Paul: Yes, if/when I find that daytime partner and that daytime partner would like to develop a short program for a daytime audience I'd consider that but performing is not my goal. It is more linked to my Doflein development in that my teacher and I played short duets (at least one on each page-turn). That is what I miss. I get to do that with my student but I'd like to do some Mazas, Playel, and others with someone my own age.

Christian: I have done some church playing but our current musician prefers folk music mostly sung a-capella or with his guitar and he doesn't particularly like violin music.

May 25, 2018, 8:31 AM · Lets be straight about this. " I'm no longer a night person and most groups rehearse and often perform at night" is not a reason.
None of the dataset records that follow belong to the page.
use std::borrow::Cow;
use std::ffi::{CStr, c_void};
use std::ptr;

use ash::vk;
use jumpstart_core::{JumpstartResult, ScopedHandle};
use log::{info, warn};

use crate::library::LibraryState;
use crate::loader::vk_error;

unsafe extern "system" fn vulkan_debug_callback(
    message_severity: vk::DebugUtilsMessageSeverityFlagsEXT,
    message_type: vk::DebugUtilsMessageTypeFlagsEXT,
    p_callback_data: *const vk::DebugUtilsMessengerCallbackDataEXT<'_>,
    _user_data: *mut c_void,
) -> vk::Bool32 {
    if p_callback_data.is_null() {
        return vk::FALSE;
    }
    let callback_data = unsafe { *p_callback_data };
    let message_id_number = callback_data.message_id_number;

    let message_id_name = if callback_data.p_message_id_name.is_null() {
        Cow::from("")
    } else {
        unsafe { CStr::from_ptr(callback_data.p_message_id_name).to_string_lossy() }
    };

    let message = if callback_data.p_message.is_null() {
        Cow::from("")
    } else {
        unsafe { CStr::from_ptr(callback_data.p_message).to_string_lossy() }
    };

    log::log!(
        severity_level(message_severity),
        "[Vulkan] {:?} [{} ({})]: {}",
        message_type,
        message_id_name,
        message_id_number,
        message
    );

    vk::FALSE
}

fn severity_level(severity: vk::DebugUtilsMessageSeverityFlagsEXT) -> log::Level {
    match severity {
        vk::DebugUtilsMessageSeverityFlagsEXT::VERBOSE => log::Level::Debug,
        vk::DebugUtilsMessageSeverityFlagsEXT::INFO => log::Level::Info,
        vk::DebugUtilsMessageSeverityFlagsEXT::WARNING => log::Level::Warn,
        vk::DebugUtilsMessageSeverityFlagsEXT::ERROR => log::Level::Error,
        _ => log::Level::Info,
    }
}

pub(crate) fn debug_messenger_create_info() -> vk::DebugUtilsMessengerCreateInfoEXT<'static> {
    vk::DebugUtilsMessengerCreateInfoEXT {
        message_severity: vk::DebugUtilsMessageSeverityFlagsEXT::WARNING
            | vk::DebugUtilsMessageSeverityFlagsEXT::ERROR,
        message_type: vk::DebugUtilsMessageTypeFlagsEXT::GENERAL
            | vk::DebugUtilsMessageTypeFlagsEXT::PERFORMANCE
            | vk::DebugUtilsMessageTypeFlagsEXT::VALIDATION,
        pfn_user_callback: Some(vulkan_debug_callback),
        ..Default::default()
    }
}

impl LibraryState {
    /// Installs a messenger forwarding validation output to `log`. Leaves `target`
    /// untouched when validation is off.
    pub fn create_debug_messenger(
        &self,
        instance: vk::Instance,
        target: &mut ScopedHandle<'_, vk::DebugUtilsMessengerEXT>,
    ) -> JumpstartResult<()> {
        if !self.config().validation {
            return Ok(());
        }

        let create_messenger = self.entry_points()?.create_debug_utils_messenger_ext()?;
        let create_info = debug_messenger_create_info();

        let slot = target.replace();
        let result = unsafe { create_messenger(instance, &create_info, ptr::null(), slot) };
        if result != vk::Result::SUCCESS {
            warn!("Failed to create debug messenger: {:?}", result);
            return Err(vk_error("vkCreateDebugUtilsMessengerEXT")(result));
        }

        info!("Debug messenger installed");
        Ok(())
    }
}

#[cfg(test)]
mod tests {
    use super::*;
    use crate::LibraryConfig;

    #[test]
    fn severity_maps_to_log_level() {
        use vk::DebugUtilsMessageSeverityFlagsEXT as Severity;
        assert_eq!(severity_level(Severity::VERBOSE), log::Level::Debug);
        assert_eq!(severity_level(Severity::INFO), log::Level::Info);
        assert_eq!(severity_level(Severity::WARNING), log::Level::Warn);
        assert_eq!(severity_level(Severity::ERROR), log::Level::Error);
    }

    #[test]
    fn callback_tolerates_missing_strings() {
        let data = vk::DebugUtilsMessengerCallbackDataEXT::default();
        let result = unsafe {
            vulkan_debug_callback(
                vk::DebugUtilsMessageSeverityFlagsEXT::WARNING,
                vk::DebugUtilsMessageTypeFlagsEXT::VALIDATION,
                &data,
                ptr::null_mut(),
            )
        };
        assert_eq!(result, vk::FALSE);
    }

    #[test]
    fn messenger_is_skipped_without_validation() {
        let state = LibraryState::new(LibraryConfig {
            validation: false,
            ..LibraryConfig::default()
        });
        let mut messenger = ScopedHandle::new(|_: vk::DebugUtilsMessengerEXT| {});
        state
            .create_debug_messenger(vk::Instance::null(), &mut messenger)
            .unwrap();
        assert!(messenger.is_null());
    }
}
It is an excuse. Lots of retired violinists and some teachers are available during the day - so practice sessions are possible. Many organizations love to have volunteers give day time performances, for example retirement homes, senior citizen medical centers, disabled children's centers, substance abuse recovery homes, organized groups of home schoolers, organized or self initiated busker sessions, etc.
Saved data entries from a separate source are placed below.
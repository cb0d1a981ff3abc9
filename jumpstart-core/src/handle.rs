//! Scoped ownership of externally allocated handles.
//!
//! A [`ScopedHandle`] owns one raw handle and the closure that releases it. The
//! closure is bound once, at construction, and runs at most once per non-null value
//! the wrapper ever holds: when a different value is assigned, when
//! [`ScopedHandle::replace`] hands the slot out for re-creation, or on drop.
//!
//! Destroyers that need a parent (an instance or a device) capture the parent wrapper
//! by reference through [`ScopedHandle::with_parent`]. The borrow keeps the parent alive
//! for as long as any child exists, so parents must be declared before their children.

use std::fmt;
use std::ops::Deref;

/// A copyable handle whose `Default` value is the null sentinel.
pub trait RawHandle: Copy + PartialEq + Default {}

impl<T: Copy + PartialEq + Default> RawHandle for T {}

pub struct ScopedHandle<'a, T: RawHandle> {
    handle: T,
    destroyer: Box<dyn Fn(T) + 'a>,
}

impl<'a, T: RawHandle> ScopedHandle<'a, T> {
    /// Binds a destroyer that needs nothing but the handle itself.
    pub fn new(destroyer: impl Fn(T) + 'a) -> Self {
        Self {
            handle: T::default(),
            destroyer: Box::new(destroyer),
        }
    }

    /// Binds a destroyer that also receives the parent's current handle, read at the
    /// moment of destruction.
    pub fn with_parent<P: RawHandle>(
        parent: &'a ScopedHandle<'_, P>,
        destroyer: impl Fn(P, T) + 'a,
    ) -> Self {
        Self::new(move |handle| destroyer(parent.get(), handle))
    }

    pub fn get(&self) -> T {
        self.handle
    }

    pub fn is_null(&self) -> bool {
        self.handle == T::default()
    }

    /// Destroys the held handle and returns the empty slot so a "create into" call can
    /// write the new handle directly.
    pub fn replace(&mut self) -> &mut T {
        self.cleanup();
        &mut self.handle
    }

    /// Takes ownership of `handle`. The previous value is destroyed first unless it is
    /// the very same handle.
    pub fn assign(&mut self, handle: T) {
        if handle != self.handle {
            self.cleanup();
            self.handle = handle;
        }
    }

    /// Gives up ownership without destroying.
    pub fn release(&mut self) -> T {
        std::mem::take(&mut self.handle)
    }

    fn cleanup(&mut self) {
        if !self.is_null() {
            let handle = std::mem::take(&mut self.handle);
            (self.destroyer)(handle);
        }
    }
}

impl<T: RawHandle> Deref for ScopedHandle<'_, T> {
    type Target = T;

    fn deref(&self) -> &T {
        &self.handle
    }
}

impl<T: RawHandle + fmt::Debug> fmt::Debug for ScopedHandle<'_, T> {
    fn fmt(&self, f: &mut fmt::Formatter<'_>) -> fmt::Result {
        f.debug_tuple("ScopedHandle").field(&self.handle).finish()
    }
}

impl<T: RawHandle> Drop for ScopedHandle<'_, T> {
    fn drop(&mut self) {
        self.cleanup();
    }
}

#[cfg(test)]
mod tests {
    use super::*;
    use std::cell::RefCell;

    #[test]
    fn drop_destroys_held_handle_once() {
        let destroyed = RefCell::new(Vec::new());
        {
            let mut handle = ScopedHandle::new(|h: u64| destroyed.borrow_mut().push(h));
            handle.assign(7);
            assert_eq!(*handle, 7);
        }
        assert_eq!(*destroyed.borrow(), vec![7]);
    }

    #[test]
    fn null_handle_is_never_destroyed() {
        let destroyed = RefCell::new(Vec::new());
        {
            let mut handle = ScopedHandle::new(|h: u64| destroyed.borrow_mut().push(h));
            handle.assign(0);
            let _ = handle.replace();
        }
        assert!(destroyed.borrow().is_empty());
    }

    #[test]
    fn assigning_same_value_keeps_it_alive() {
        let destroyed = RefCell::new(Vec::new());
        let mut handle = ScopedHandle::new(|h: u64| destroyed.borrow_mut().push(h));
        handle.assign(3);
        handle.assign(3);
        assert!(destroyed.borrow().is_empty());
        handle.assign(4);
        assert_eq!(*destroyed.borrow(), vec![3]);
        drop(handle);
        assert_eq!(*destroyed.borrow(), vec![3, 4]);
    }

    #[test]
    fn replace_destroys_and_exposes_slot() {
        let destroyed = RefCell::new(Vec::new());
        let mut handle = ScopedHandle::new(|h: u64| destroyed.borrow_mut().push(h));
        *handle.replace() = 11;
        *handle.replace() = 12;
        assert_eq!(*destroyed.borrow(), vec![11]);
        assert_eq!(handle.get(), 12);
    }

    #[test]
    fn release_gives_up_ownership() {
        let destroyed = RefCell::new(Vec::new());
        let mut handle = ScopedHandle::new(|h: u64| destroyed.borrow_mut().push(h));
        handle.assign(9);
        assert_eq!(handle.release(), 9);
        assert!(handle.is_null());
        drop(handle);
        assert!(destroyed.borrow().is_empty());
    }

    #[test]
    fn every_owned_value_is_destroyed_exactly_once() {
        enum Step {
            Assign(u64),
            Replace(u64),
        }
        use Step::*;

        let steps = [
            Assign(1),
            Assign(1),
            Replace(2),
            Assign(0),
            Assign(3),
            Assign(3),
            Replace(0),
            Replace(4),
            Assign(5),
            Assign(0),
            Assign(6),
        ];

        let destroyed = RefCell::new(Vec::new());
        let mut owned = Vec::new();
        {
            let mut handle = ScopedHandle::new(|h: u64| destroyed.borrow_mut().push(h));
            for step in steps {
                match step {
                    Assign(value) => handle.assign(value),
                    Replace(value) => *handle.replace() = value,
                }
                if !handle.is_null() && owned.last() != Some(&handle.get()) {
                    owned.push(handle.get());
                }
            }
        }

        assert!(!destroyed.borrow().contains(&0));
        assert_eq!(*destroyed.borrow(), owned);
        assert_eq!(owned, vec![1, 2, 3, 4, 5, 6]);
    }

    #[test]
    fn child_destroyer_sees_parent_handle() {
        let destroyed = RefCell::new(Vec::new());
        let mut parent = ScopedHandle::new(|h: u32| destroyed.borrow_mut().push((h as u64, 0)));
        parent.assign(1);
        {
            let mut child = ScopedHandle::with_parent(&parent, |p: u32, h: u64| {
                destroyed.borrow_mut().push((p as u64, h))
            });
            child.assign(50);
        }
        drop(parent);
        assert_eq!(*destroyed.borrow(), vec![(1, 50), (1, 0)]);
    }
}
Music is a conversation between performers and an audience. It is something to say and something to hear. This situation is about caring enough about music to take some initiative.

May 25, 2018, 10:06 AM · Music is great because it is so diverse that one can do whatever with it to suit one's particular needs, and performance is only one of them. There are plenty music traditions in world and in history where music has been treated as a form of meditation, emotional and spiritual healing primarily for one's own benefit in private settings. It's also a matter of prioritizing one's time and energy. It is not hard to see the attractiveness of playing music for the enrichment of one's inner needs rather than putting oneself out and to share with others or to please the audience.
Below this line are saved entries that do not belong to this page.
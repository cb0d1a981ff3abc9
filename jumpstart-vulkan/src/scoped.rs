//! [`ScopedHandle`] binders for the objects this crate creates.
//!
//! The destroy function is looked up in the entry-point table when the handle is
//! destroyed, not when the binder is made, so a wrapper can be built before the tier
//! that destroys it is loaded.

use std::ptr;

use ash::vk;
use jumpstart_core::ScopedHandle;
use log::error;

use crate::loader::EntryPoints;

impl EntryPoints {
    pub fn scoped_instance(&self) -> ScopedHandle<'_, vk::Instance> {
        ScopedHandle::new(move |instance: vk::Instance| match self.destroy_instance() {
            Ok(destroy) => unsafe { destroy(instance, ptr::null()) },
            Err(e) => error!("Leaking instance {:?}: {}", instance, e),
        })
    }

    pub fn scoped_device(&self) -> ScopedHandle<'_, vk::Device> {
        ScopedHandle::new(move |device: vk::Device| {
            match self.device_wait_idle() {
                Ok(wait_idle) => {
                    let result = unsafe { wait_idle(device) };
                    if result != vk::Result::SUCCESS {
                        error!("vkDeviceWaitIdle failed before destroying {:?}: {}", device, result);
                    }
                }
                Err(e) => error!("{}", e),
            }
            match self.destroy_device() {
                Ok(destroy) => unsafe { destroy(device, ptr::null()) },
                Err(e) => error!("Leaking device {:?}: {}", device, e),
            }
        })
    }

    pub fn scoped_surface<'a>(
        &'a self,
        instance: &'a ScopedHandle<'_, vk::Instance>,
    ) -> ScopedHandle<'a, vk::SurfaceKHR> {
        ScopedHandle::with_parent(instance, move |instance: vk::Instance, surface: vk::SurfaceKHR| {
            match self.destroy_surface_khr() {
                Ok(destroy) => unsafe { destroy(instance, surface, ptr::null()) },
                Err(e) => error!("Leaking surface {:?}: {}", surface, e),
            }
        })
    }

    pub fn scoped_debug_messenger<'a>(
        &'a self,
        instance: &'a ScopedHandle<'_, vk::Instance>,
    ) -> ScopedHandle<'a, vk::DebugUtilsMessengerEXT> {
        ScopedHandle::with_parent(instance, move |instance: vk::Instance, messenger: vk::DebugUtilsMessengerEXT| {
            match self.destroy_debug_utils_messenger_ext() {
                Ok(destroy) => unsafe { destroy(instance, messenger, ptr::null()) },
                Err(e) => error!("Leaking debug messenger {:?}: {}", messenger, e),
            }
        })
    }

    pub fn scoped_swapchain<'a>(
        &'a self,
        device: &'a ScopedHandle<'_, vk::Device>,
    ) -> ScopedHandle<'a, vk::SwapchainKHR> {
        ScopedHandle::with_parent(device, move |device: vk::Device, swapchain: vk::SwapchainKHR| {
            match self.destroy_swapchain_khr() {
                Ok(destroy) => unsafe { destroy(device, swapchain, ptr::null()) },
                Err(e) => error!("Leaking swapchain {:?}: {}", swapchain, e),
            }
        })
    }

    pub fn scoped_image_view<'a>(
        &'a self,
        device: &'a ScopedHandle<'_, vk::Device>,
    ) -> ScopedHandle<'a, vk::ImageView> {
        ScopedHandle::with_parent(device, move |device: vk::Device, view: vk::ImageView| {
            match self.destroy_image_view() {
                Ok(destroy) => unsafe { destroy(device, view, ptr::null()) },
                Err(e) => error!("Leaking image view {:?}: {}", view, e),
            }
        })
    }
}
For me, I took an early retirement to devote myself mainly on violin because it's a path that I choose to enrich my life. I do perform regularly, but I can be equally happy to just work in my studio, with my teacher and/or with a couple of friends without performing.

That said, I find that performances, especially in classical music, is more about the players than the audience because after all the little details have been ironed out, details in most cases would be noticed only by us players, we can really enjoy by putting our fingers on the music we love, and get share it with others again and again. Look at this way, I feel that performance is a player's privilege to get time and attention from other people to our craft and fruit of our passion. As a privilege, we have the freedom when not to take it, but be careful before giving it up because it has taken you years of hard work to earn it. :-)

May 25, 2018, 10:45 AM · For me, the performance is one of the driving forces behind my playing. It gives me a goal. Something to strive toward. I need goals. If my goal were only to play at home I would get some satisfaction from that. Not enough to keep me going though.

If nothing else I would be out in a park or on a sidewalk somewhere playing for passers by.

Having said that, I don't need frequent performance to feel complete. I don't care if it's once every few months. In fact, when given difficult material for me to play I would rather practice and prolong playing in public until I get better.

One of the main benefits for me as a "fiddler" is hearing the way others interpret the music I play.
The only use for written music is as a guide. Irish music isn't played exactly to notation as classical music is. As such there are different ways we can add "swing" or "lilt" to it. I'm just now getting into that concept. Only by playing with others who are familiar with the music can move you forward in that situation.

So even though my "performance" might be in a bar with five other musicians it is very beneficial to me and hopefully some to them.The audience is there for a beer and maybe some music. IOW we probably aren't the main draw. Not even the B act.

Musicians can be tough creatures to get together and all get along sometimes.Finding the right co players can understandably be a challenge depending on where you hail from.

I could also be happy playing for hours in my studio. The occasional outing is a nice addition and something to look forward to.